Task objective:
Find the line with "repository f306faa7808936cd" in the entries below, then reproduce it and every line after it down to and including the line with "impl EventPublisher for FailingEventPublisher", exactly.

Extracted information:
_ _ _ _ _ _ _

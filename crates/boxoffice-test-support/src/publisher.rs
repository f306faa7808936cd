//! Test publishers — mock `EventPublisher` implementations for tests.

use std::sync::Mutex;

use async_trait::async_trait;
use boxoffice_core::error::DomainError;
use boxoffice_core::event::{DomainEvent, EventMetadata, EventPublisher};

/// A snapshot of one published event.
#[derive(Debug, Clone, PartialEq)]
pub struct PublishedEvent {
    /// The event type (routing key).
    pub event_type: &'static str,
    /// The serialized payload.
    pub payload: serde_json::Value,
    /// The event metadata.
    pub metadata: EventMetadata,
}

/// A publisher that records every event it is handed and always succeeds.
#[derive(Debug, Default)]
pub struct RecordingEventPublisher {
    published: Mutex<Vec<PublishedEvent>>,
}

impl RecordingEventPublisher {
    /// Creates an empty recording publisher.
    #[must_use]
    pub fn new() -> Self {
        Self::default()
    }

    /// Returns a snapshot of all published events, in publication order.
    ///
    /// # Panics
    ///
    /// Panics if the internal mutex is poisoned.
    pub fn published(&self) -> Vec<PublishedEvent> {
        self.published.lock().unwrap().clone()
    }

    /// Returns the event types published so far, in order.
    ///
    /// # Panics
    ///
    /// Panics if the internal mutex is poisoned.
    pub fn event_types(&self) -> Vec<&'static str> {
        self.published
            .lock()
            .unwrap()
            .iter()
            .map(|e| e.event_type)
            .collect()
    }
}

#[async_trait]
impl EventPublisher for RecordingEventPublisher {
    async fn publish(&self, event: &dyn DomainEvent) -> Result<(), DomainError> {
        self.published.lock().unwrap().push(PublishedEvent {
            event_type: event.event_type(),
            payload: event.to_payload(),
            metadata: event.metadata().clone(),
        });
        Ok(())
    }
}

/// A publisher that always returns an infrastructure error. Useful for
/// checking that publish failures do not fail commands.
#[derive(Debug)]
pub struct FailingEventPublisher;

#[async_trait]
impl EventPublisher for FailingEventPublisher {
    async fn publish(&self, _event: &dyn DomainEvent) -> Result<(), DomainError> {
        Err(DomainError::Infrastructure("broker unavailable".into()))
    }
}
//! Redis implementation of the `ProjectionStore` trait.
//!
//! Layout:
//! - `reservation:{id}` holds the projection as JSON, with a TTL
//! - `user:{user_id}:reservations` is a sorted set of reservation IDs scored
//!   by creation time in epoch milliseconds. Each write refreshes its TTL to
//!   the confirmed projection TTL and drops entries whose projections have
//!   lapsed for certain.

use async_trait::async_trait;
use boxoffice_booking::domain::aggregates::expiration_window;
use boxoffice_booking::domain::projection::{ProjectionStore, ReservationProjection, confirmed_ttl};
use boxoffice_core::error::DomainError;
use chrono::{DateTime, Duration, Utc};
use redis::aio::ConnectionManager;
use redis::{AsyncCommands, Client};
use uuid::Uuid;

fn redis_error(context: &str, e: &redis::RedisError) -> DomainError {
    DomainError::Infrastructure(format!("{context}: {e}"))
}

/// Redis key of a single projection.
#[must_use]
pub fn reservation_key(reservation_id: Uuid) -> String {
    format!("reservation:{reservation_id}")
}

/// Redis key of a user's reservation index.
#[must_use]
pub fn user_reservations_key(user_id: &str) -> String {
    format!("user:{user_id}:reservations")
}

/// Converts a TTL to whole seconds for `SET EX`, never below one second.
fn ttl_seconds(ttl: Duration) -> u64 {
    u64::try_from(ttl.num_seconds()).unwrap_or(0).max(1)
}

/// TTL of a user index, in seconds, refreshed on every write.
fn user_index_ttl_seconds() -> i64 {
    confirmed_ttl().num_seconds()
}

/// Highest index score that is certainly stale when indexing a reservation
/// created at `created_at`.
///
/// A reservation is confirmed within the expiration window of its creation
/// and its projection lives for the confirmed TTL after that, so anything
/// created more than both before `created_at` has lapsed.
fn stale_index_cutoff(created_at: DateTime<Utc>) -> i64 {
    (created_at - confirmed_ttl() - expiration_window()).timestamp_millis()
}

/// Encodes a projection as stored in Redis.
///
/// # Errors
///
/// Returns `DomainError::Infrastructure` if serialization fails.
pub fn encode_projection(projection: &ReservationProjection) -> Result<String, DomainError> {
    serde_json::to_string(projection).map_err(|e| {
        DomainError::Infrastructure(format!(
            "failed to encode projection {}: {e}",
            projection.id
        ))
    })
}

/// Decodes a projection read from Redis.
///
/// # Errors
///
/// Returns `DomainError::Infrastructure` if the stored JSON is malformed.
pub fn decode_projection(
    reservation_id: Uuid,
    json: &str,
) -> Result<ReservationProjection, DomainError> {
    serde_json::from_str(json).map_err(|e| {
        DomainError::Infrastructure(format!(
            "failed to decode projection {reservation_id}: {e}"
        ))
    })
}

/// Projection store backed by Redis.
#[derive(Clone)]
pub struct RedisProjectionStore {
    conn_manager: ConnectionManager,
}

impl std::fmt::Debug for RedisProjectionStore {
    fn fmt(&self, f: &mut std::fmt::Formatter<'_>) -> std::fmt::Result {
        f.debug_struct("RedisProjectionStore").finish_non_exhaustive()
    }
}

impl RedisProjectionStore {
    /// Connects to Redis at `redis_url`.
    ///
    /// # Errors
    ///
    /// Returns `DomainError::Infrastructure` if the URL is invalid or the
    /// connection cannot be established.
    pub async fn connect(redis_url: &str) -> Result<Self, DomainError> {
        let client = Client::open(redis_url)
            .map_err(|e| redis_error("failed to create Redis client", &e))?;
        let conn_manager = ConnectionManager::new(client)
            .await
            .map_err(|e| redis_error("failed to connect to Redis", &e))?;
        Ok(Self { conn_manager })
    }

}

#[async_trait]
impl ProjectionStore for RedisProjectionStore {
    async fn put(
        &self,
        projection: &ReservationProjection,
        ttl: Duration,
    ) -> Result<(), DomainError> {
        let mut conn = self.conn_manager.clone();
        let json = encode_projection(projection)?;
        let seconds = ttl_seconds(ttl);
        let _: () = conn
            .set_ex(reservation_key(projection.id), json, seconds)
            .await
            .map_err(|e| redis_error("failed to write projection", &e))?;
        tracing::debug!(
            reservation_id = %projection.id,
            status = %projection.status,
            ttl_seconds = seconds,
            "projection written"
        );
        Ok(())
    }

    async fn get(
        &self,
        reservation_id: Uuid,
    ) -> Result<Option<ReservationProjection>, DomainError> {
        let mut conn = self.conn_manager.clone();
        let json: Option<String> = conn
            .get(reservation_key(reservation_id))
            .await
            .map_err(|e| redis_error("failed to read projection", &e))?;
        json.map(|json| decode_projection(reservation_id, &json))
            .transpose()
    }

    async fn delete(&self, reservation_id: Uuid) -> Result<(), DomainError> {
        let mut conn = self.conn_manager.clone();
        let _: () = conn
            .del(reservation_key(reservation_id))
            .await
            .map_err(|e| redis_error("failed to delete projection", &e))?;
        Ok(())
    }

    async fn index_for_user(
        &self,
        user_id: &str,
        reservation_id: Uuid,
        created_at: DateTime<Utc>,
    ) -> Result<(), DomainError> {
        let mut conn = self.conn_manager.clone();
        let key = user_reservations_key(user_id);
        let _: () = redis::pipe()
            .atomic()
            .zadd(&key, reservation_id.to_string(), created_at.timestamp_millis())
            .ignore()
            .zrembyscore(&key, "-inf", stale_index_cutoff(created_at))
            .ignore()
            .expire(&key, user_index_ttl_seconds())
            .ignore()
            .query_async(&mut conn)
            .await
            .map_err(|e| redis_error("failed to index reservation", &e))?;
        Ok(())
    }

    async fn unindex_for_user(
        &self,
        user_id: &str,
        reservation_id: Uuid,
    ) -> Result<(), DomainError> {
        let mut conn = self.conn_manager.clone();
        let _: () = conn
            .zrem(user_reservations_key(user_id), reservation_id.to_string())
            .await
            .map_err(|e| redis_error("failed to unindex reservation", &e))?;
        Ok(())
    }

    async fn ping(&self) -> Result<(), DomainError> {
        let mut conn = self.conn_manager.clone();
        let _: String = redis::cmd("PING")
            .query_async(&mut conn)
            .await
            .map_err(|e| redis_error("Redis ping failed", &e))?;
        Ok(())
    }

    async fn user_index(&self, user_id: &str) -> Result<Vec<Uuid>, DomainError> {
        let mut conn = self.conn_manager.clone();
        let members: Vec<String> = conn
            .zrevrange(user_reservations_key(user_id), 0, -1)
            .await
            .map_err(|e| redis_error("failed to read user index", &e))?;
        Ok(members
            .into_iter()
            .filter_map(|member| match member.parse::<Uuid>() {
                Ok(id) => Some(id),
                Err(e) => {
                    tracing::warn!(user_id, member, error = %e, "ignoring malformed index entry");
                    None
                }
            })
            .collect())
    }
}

_ _ _ _ _ _ _

Finished task:
repository f306faa7808936cd
//! Test publishers — mock `EventPublisher` implementations for tests.

use std::sync::Mutex;

use async_trait::async_trait;
use boxoffice_core::error::DomainError;
use boxoffice_core::event::{DomainEvent, EventMetadata, EventPublisher};

/// A snapshot of one published event.
#[derive(Debug, Clone, PartialEq)]
pub struct PublishedEvent {
    /// The event type (routing key).
    pub event_type: &'static str,
    /// The serialized payload.
    pub payload: serde_json::Value,
    /// The event metadata.
    pub metadata: EventMetadata,
}

/// A publisher that records every event it is handed and always succeeds.
#[derive(Debug, Default)]
pub struct RecordingEventPublisher {
    published: Mutex<Vec<PublishedEvent>>,
}

impl RecordingEventPublisher {
    /// Creates an empty recording publisher.
    #[must_use]
    pub fn new() -> Self {
        Self::default()
    }

    /// Returns a snapshot of all published events, in publication order.
    ///
    /// # Panics
    ///
    /// Panics if the internal mutex is poisoned.
    pub fn published(&self) -> Vec<PublishedEvent> {
        self.published.lock().unwrap().clone()
    }

    /// Returns the event types published so far, in order.
    ///
    /// # Panics
    ///
    /// Panics if the internal mutex is poisoned.
    pub fn event_types(&self) -> Vec<&'static str> {
        self.published
            .lock()
            .unwrap()
            .iter()
            .map(|e| e.event_type)
            .collect()
    }
}

#[async_trait]
impl EventPublisher for RecordingEventPublisher {
    async fn publish(&self, event: &dyn DomainEvent) -> Result<(), DomainError> {
        self.published.lock().unwrap().push(PublishedEvent {
            event_type: event.event_type(),
            payload: event.to_payload(),
            metadata: event.metadata().clone(),
        });
        Ok(())
    }
}

/// A publisher that always returns an infrastructure error. Useful for
/// checking that publish failures do not fail commands.
#[derive(Debug)]
pub struct FailingEventPublisher;

#[async_trait]
impl EventPublisher for FailingEventPublisher {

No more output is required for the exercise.